Mr. Dodge. Correct. Regardless of whether you were----
Ms. Eshoo. Well, I think that is something for all of my
colleagues to keep under their hat as we consider this. I mean,
you know, it is metastasizing. I mean this isn't just one area
where people are affected. There is a multiplicity of impacts.
Thank you for that.
I would like to go to Mr. Munson. In Mr. Campbell's
testimony he points out that the FCC rules prohibit cable
providers from taking down broadcast signals during a Nielsen
ratings sweeps week. My discussion draft includes a similar
provision during a retransmission consent negotiation impasse.
Why is it unlawful for a pay-TV provider to pull your signal
during sweeps weeks but it is OK for a broadcaster to pull
their signal during a retrans dispute often time to occur
actually on the eve of a big sporting event?

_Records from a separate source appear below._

//! Configuration management subsystem.
//!
//! # Data Flow
//! ```text
//! config file (TOML)
//!     → loader.rs (parse & deserialize)
//!     → validation.rs (semantic checks)
//!     → GuardConfig (validated, immutable)
//!     → handed to Registry, which builds every component from it
//!
//! On file change:
//!     watcher.rs detects change
//!     → loader.rs loads new config
//!     → validation.rs validates
//!     → Registry::apply swaps validator + threat policy atomically
//! ```
//!
//! # Design Decisions
//! - Config is immutable once loaded; changes require full reload
//! - All fields have defaults to allow minimal configs
//! - Validation separates syntactic (serde) from semantic checks
//! - Only validation settings are hot-reloadable; limiter, breaker and
//!   key settings need a restart

pub mod loader;
pub mod schema;
pub mod validation;
pub mod watcher;

pub use loader::{load_config, parse_config, ConfigError};
pub use schema::{
    CircuitBreakerConfig, ConcurrencyConfig, CustomPattern, EncryptionConfig, GuardConfig,
    MaintenanceConfig, ObservabilityConfig, RateLimitConfig, ThreatPolicyConfig, ValidationConfig,
};
pub use validation::{validate_config, ConfigViolation};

Mr. Munson. First of all, I'll maybe answer the last
question first. And again, I wasn't involved in the CBS/Time
Warner dispute but----
Ms. Eshoo. No, but you are here representing the
broadcasters, so that is why I am asking the broad question,
excuse the expression.
Mr. Munson. As I understand, that retransmission consent
contract ended sometime in June or July. There were extensions
to it and the dispute ended up with CBS coming off the cable
system in August. And really the month of August we are kind of
in the doldrums of summer and we are in reruns.
Ms. Eshoo. So you don't find any disparity even on the face
of this? You don't see anything that is wrong with it?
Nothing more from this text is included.